TASK: Report each line of the records below that holds the word "AlertStore".

ENTRIES SUPPLIED:
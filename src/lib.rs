pub mod alert;
pub mod auth;
pub mod client;
pub mod db;
pub mod error;
pub mod message;
pub mod middleware;
pub mod routes;
pub mod state;
pub mod store;
pub mod user;

#[cfg(test)]
pub(crate) mod test_support;
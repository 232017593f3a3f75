use axum::async_trait;
use sqlx::PgPool;
use uuid::Uuid;

use crate::error::Result;

#[async_trait]
pub trait AlertStore: Send + Sync {
    /// Flip `is_read` on the given alerts. Unknown ids are ignored.
    async fn mark_alerts_read(&self, alert_ids: &[Uuid]) -> Result<u64>;
}

#[derive(Clone)]
pub struct AlertRepository {
    pool: PgPool,
}

impl AlertRepository {
    pub fn new(pool: PgPool) -> Self {
        Self { pool }
    }
}

#[async_trait]
impl AlertStore for AlertRepository {
    async fn mark_alerts_read(&self, alert_ids: &[Uuid]) -> Result<u64> {
        let result = sqlx::query(
            "UPDATE alerts SET is_read = true WHERE id = ANY($1) AND is_read = false",
        )
        .bind(alert_ids)
        .execute(&self.pool)
        .await?;

        Ok(result.rows_affected())
    }
}
pub mod message_models;
pub mod message_dto;
pub mod message_repository;
pub mod message_service;
pub mod message_handlers;

pub use message_models::{Message, ReadMark};
pub use message_dto::{ConversationSummary, LastMessage, SendMessageRequest, StatusResponse};
pub use message_repository::{MessageRepository, MessageStore};
pub use message_service::{MessageService, UnreadCountMode};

RESPONSE AREA:
pub trait AlertStore: Send + Sync {
impl AlertStore for AlertRepository {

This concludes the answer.